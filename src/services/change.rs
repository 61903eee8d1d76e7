//! Coin change for an amount of money.
//!
//! Greedy reduction (largest coin first) is only optimal for canonical coin
//! systems. The default US set {25, 10, 5, 1} is canonical. Configured sets
//! are checked once in [`CoinSystem::new`] and fall back to the exact search
//! when they are not.

use crate::domain::constants::{DEFAULT_DENOMINATIONS, MAX_DENOMINATION, MAX_EXACT_WINDOW};
use crate::domain::errors::ConfigError;
use crate::domain::models::{CoinBreakdown, CoinCount, CoinStrategy};

/// `round(amount * 100)`, ties away from zero, computed in single precision.
pub fn to_cents(amount: f32) -> u64 {
    (amount * 100.0).round() as u64
}

fn greedy_total(denominations: &[u64], cents: u64) -> u64 {
    let mut remaining = cents;
    denominations.iter().fold(0, |total, &d| {
        let count = remaining / d;
        remaining -= count * d;
        total + count
    })
}

/// If greedy is ever suboptimal, the smallest counterexample is below the
/// sum of the two largest coins (Kozen & Zaks). One table up to that bound
/// is compared against greedy at every index.
fn check_canonical(denominations: &[u64]) -> bool {
    let largest = denominations[0];
    let second = denominations.get(1).copied().unwrap_or(largest);
    let size = (largest + second) as usize;

    let mut best = vec![u64::MAX; size];
    best[0] = 0;
    for value in 1..size {
        for &d in denominations {
            let d = d as usize;
            if d <= value && best[value - d] != u64::MAX {
                best[value] = best[value].min(best[value - d] + 1);
            }
        }
        if best[value] != greedy_total(denominations, value as u64) {
            return false;
        }
    }
    true
}

/// Largest coin times the second largest; the exact search never needs a
/// table wider than this.
fn exact_window(denominations: &[u64]) -> u64 {
    let second = denominations.get(1).copied().unwrap_or(1);
    denominations[0].saturating_mul(second)
}

#[derive(Debug, Clone, PartialEq, Eq)]
pub struct CoinSystem {
    denominations: Vec<u64>,
    canonical: bool,
}

impl Default for CoinSystem {
    fn default() -> Self {
        Self {
            denominations: DEFAULT_DENOMINATIONS.to_vec(),
            canonical: true,
        }
    }
}

impl CoinSystem {
    /// Sorted largest first with duplicates removed. A 1-cent coin is
    /// required so that every amount can be paid.
    ///
    /// Coins above `MAX_DENOMINATION` are rejected, and so are non-canonical
    /// sets whose exact search would need more than `MAX_EXACT_WINDOW` slots.
    pub fn new(mut denominations: Vec<u64>) -> Result<Self, ConfigError> {
        if denominations.is_empty() {
            return Err(ConfigError::InvalidDenominations(
                "at least one denomination is required".to_string(),
            ));
        }
        if denominations.contains(&0) {
            return Err(ConfigError::InvalidDenominations(
                "denominations must be positive".to_string(),
            ));
        }
        if !denominations.contains(&1) {
            return Err(ConfigError::InvalidDenominations(
                "a 1-cent denomination is required".to_string(),
            ));
        }
        denominations.sort_unstable_by(|a, b| b.cmp(a));
        denominations.dedup();

        if denominations[0] > MAX_DENOMINATION {
            return Err(ConfigError::InvalidDenominations(format!(
                "{} exceeds the largest allowed coin of {} cents",
                denominations[0], MAX_DENOMINATION
            )));
        }
        let canonical = check_canonical(&denominations);
        if !canonical && exact_window(&denominations) > MAX_EXACT_WINDOW {
            return Err(ConfigError::InvalidDenominations(format!(
                "{:?} is not canonical and too large for exact search",
                denominations
            )));
        }
        Ok(Self {
            denominations,
            canonical,
        })
    }

    pub fn denominations(&self) -> &[u64] {
        &self.denominations
    }

    pub fn is_canonical(&self) -> bool {
        self.canonical
    }

    pub fn greedy(&self, cents: u64) -> CoinBreakdown {
        let mut remaining = cents;
        let mut total = 0;
        let coins = self
            .denominations
            .iter()
            .map(|&denomination| {
                let count = remaining / denomination;
                remaining -= count * denomination;
                total += count;
                CoinCount {
                    denomination,
                    count,
                }
            })
            .collect();
        CoinBreakdown { total, coins }
    }

    /// Exact minimum coin count.
    ///
    /// Greedy already is exact for canonical systems. Otherwise dynamic
    /// programming: some optimal solution pays everything above
    /// `largest * second` with the largest coin, so the table never grows
    /// beyond that window no matter how big `cents` is.
    pub fn optimal(&self, cents: u64) -> CoinBreakdown {
        if self.canonical {
            return self.greedy(cents);
        }
        let largest = self.denominations[0];
        let window = exact_window(&self.denominations);

        let (bulk, rest) = if cents > window {
            let rest = (cents - window) % largest + window;
            ((cents - rest) / largest, rest)
        } else {
            (0, cents)
        };

        let size = rest as usize + 1;
        let mut best = vec![u64::MAX; size];
        let mut last = vec![0u64; size];
        best[0] = 0;
        for value in 1..size {
            for &d in &self.denominations {
                let d_us = d as usize;
                if d_us <= value && best[value - d_us] != u64::MAX {
                    let candidate = best[value - d_us] + 1;
                    if candidate < best[value] {
                        best[value] = candidate;
                        last[value] = d;
                    }
                }
            }
        }

        let mut coins: Vec<CoinCount> = self
            .denominations
            .iter()
            .map(|&denomination| CoinCount {
                denomination,
                count: 0,
            })
            .collect();
        coins[0].count = bulk;
        let mut value = rest as usize;
        while value > 0 {
            let d = last[value];
            if let Some(slot) = coins.iter_mut().find(|c| c.denomination == d) {
                slot.count += 1;
            }
            value -= d as usize;
        }

        CoinBreakdown {
            total: bulk + best[rest as usize],
            coins,
        }
    }

    pub fn make_change(&self, cents: u64) -> (CoinBreakdown, CoinStrategy) {
        if self.canonical {
            (self.greedy(cents), CoinStrategy::Greedy)
        } else {
            tracing::warn!(
                denominations = ?self.denominations,
                "coin system is not canonical, using exact search"
            );
            (self.optimal(cents), CoinStrategy::Optimal)
        }
    }
}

════════════════

Set down the records above once more, exactly as given.

Result of the exercise -
filename src/services/change.rs
repository 61903eee8d1d76e7
//! Coin change for an amount of money.
//!
//! Greedy reduction (largest coin first) is only optimal for canonical coin
//! systems. The default US set {25, 10, 5, 1} is canonical. Configured sets
//! are checked once in [`CoinSystem::new`] and fall back to the exact search
//! when they are not.

use crate::domain::constants::{DEFAULT_DENOMINATIONS, MAX_DENOMINATION, MAX_EXACT_WINDOW};
use crate::domain::errors::ConfigError;
use crate::domain::models::{CoinBreakdown, CoinCount, CoinStrategy};

/// `round(amount * 100)`, ties away from zero, computed in single precision.
pub fn to_cents(amount: f32) -> u64 {
    (amount * 100.0).round() as u64
}

fn greedy_total(denominations: &[u64], cents: u64) -> u64 {
    let mut remaining = cents;
    denominations.iter().fold(0, |total, &d| {
        let count = remaining / d;
        remaining -= count * d;
        total + count
    })
}

/// If greedy is ever suboptimal, the smallest counterexample is below the
/// sum of the two largest coins (Kozen & Zaks). One table up to that bound
/// is compared against greedy at every index.
fn check_canonical(denominations: &[u64]) -> bool {
    let largest = denominations[0];
    let second = denominations.get(1).copied().unwrap_or(largest);
    let size = (largest + second) as usize;

    let mut best = vec![u64::MAX; size];
    best[0] = 0;
    for value in 1..size {
        for &d in denominations {
            let d = d as usize;
            if d <= value && best[value - d] != u64::MAX {
                best[value] = best[value].min(best[value - d] + 1);
            }
        }
        if best[value] != greedy_total(denominations, value as u64) {
            return false;
        }
    }
    true
}

/// Largest coin times the second largest; the exact search never needs a
/// table wider than this.
fn exact_window(denominations: &[u64]) -> u64 {
    let second = denominations.get(1).copied().unwrap_or(1);
    denominations[0].saturating_mul(second)
}

#[derive(Debug, Clone, PartialEq, Eq)]
pub struct CoinSystem {
    denominations: Vec<u64>,
    canonical: bool,
}

impl Default for CoinSystem {
    fn default() -> Self {
        Self {
            denominations: DEFAULT_DENOMINATIONS.to_vec(),
            canonical: true,
        }
    }
}

impl CoinSystem {
    /// Sorted largest first with duplicates removed. A 1-cent coin is
    /// required so that every amount can be paid.
    ///
    /// Coins above `MAX_DENOMINATION` are rejected, and so are non-canonical
    /// sets whose exact search would need more than `MAX_EXACT_WINDOW` slots.
    pub fn new(mut denominations: Vec<u64>) -> Result<Self, ConfigError> {
        if denominations.is_empty() {
            return Err(ConfigError::InvalidDenominations(
                "at least one denomination is required".to_string(),
            ));
        }
        if denominations.contains(&0) {
            return Err(ConfigError::InvalidDenominations(
                "denominations must be positive".to_string(),
            ));
        }
        if !denominations.contains(&1) {
            return Err(ConfigError::InvalidDenominations(
                "a 1-cent denomination is required".to_string(),
            ));
        }
        denominations.sort_unstable_by(|a, b| b.cmp(a));
        denominations.dedup();

        if denominations[0] > MAX_DENOMINATION {
            return Err(ConfigError::InvalidDenominations(format!(
                "{} exceeds the largest allowed coin of {} cents",
                denominations[0], MAX_DENOMINATION
            )));
        }
        let canonical = check_canonical(&denominations);
        if !canonical && exact_window(&denominations) > MAX_EXACT_WINDOW {
            return Err(ConfigError::InvalidDenominations(format!(
                "{:?} is not canonical and too large for exact search",
                denominations
            )));
        }
        Ok(Self {
            denominations,
            canonical,
        })
    }

    pub fn denominations(&self) -> &[u64] {
        &self.denominations
    }

    pub fn is_canonical(&self) -> bool {
        self.canonical
    }

    pub fn greedy(&self, cents: u64) -> CoinBreakdown {
        let mut remaining = cents;
        let mut total = 0;
        let coins = self
            .denominations
            .iter()
            .map(|&denomination| {
                let count = remaining / denomination;
                remaining -= count * denomination;
                total += count;
                CoinCount {
                    denomination,
                    count,
                }
            })
            .collect();
        CoinBreakdown { total, coins }
    }

    /// Exact minimum coin count.
    ///
    /// Greedy already is exact for canonical systems. Otherwise dynamic
    /// programming: some optimal solution pays everything above
    /// `largest * second` with the largest coin, so the table never grows
    /// beyond that window no matter how big `cents` is.
    pub fn optimal(&self, cents: u64) -> CoinBreakdown {
        if self.canonical {
            return self.greedy(cents);
        }
        let largest = self.denominations[0];
        let window = exact_window(&self.denominations);

        let (bulk, rest) = if cents > window {
            let rest = (cents - window) % largest + window;
            ((cents - rest) / largest, rest)
        } else {
            (0, cents)
        };

        let size = rest as usize + 1;
        let mut best = vec![u64::MAX; size];
        let mut last = vec![0u64; size];
        best[0] = 0;
        for value in 1..size {
            for &d in &self.denominations {
                let d_us = d as usize;
                if d_us <= value && best[value - d_us] != u64::MAX {
                    let candidate = best[value - d_us] + 1;
                    if candidate < best[value] {
                        best[value] = candidate;
                        last[value] = d;
                    }
                }
            }
        }

        let mut coins: Vec<CoinCount> = self
            .denominations
            .iter()
            .map(|&denomination| CoinCount {
                denomination,
                count: 0,
            })
            .collect();
        coins[0].count = bulk;
        let mut value = rest as usize;
        while value > 0 {
            let d = last[value];
            if let Some(slot) = coins.iter_mut().find(|c| c.denomination == d) {
                slot.count += 1;
            }
            value -= d as usize;
        }

        CoinBreakdown {
            total: bulk + best[rest as usize],
            coins,
        }
    }

    pub fn make_change(&self, cents: u64) -> (CoinBreakdown, CoinStrategy) {
        if self.canonical {
            (self.greedy(cents), CoinStrategy::Greedy)
        } else {
            tracing::warn!(
                denominations = ?self.denominations,
                "coin system is not canonical, using exact search"
            );
            (self.optimal(cents), CoinStrategy::Optimal)
        }
    }
}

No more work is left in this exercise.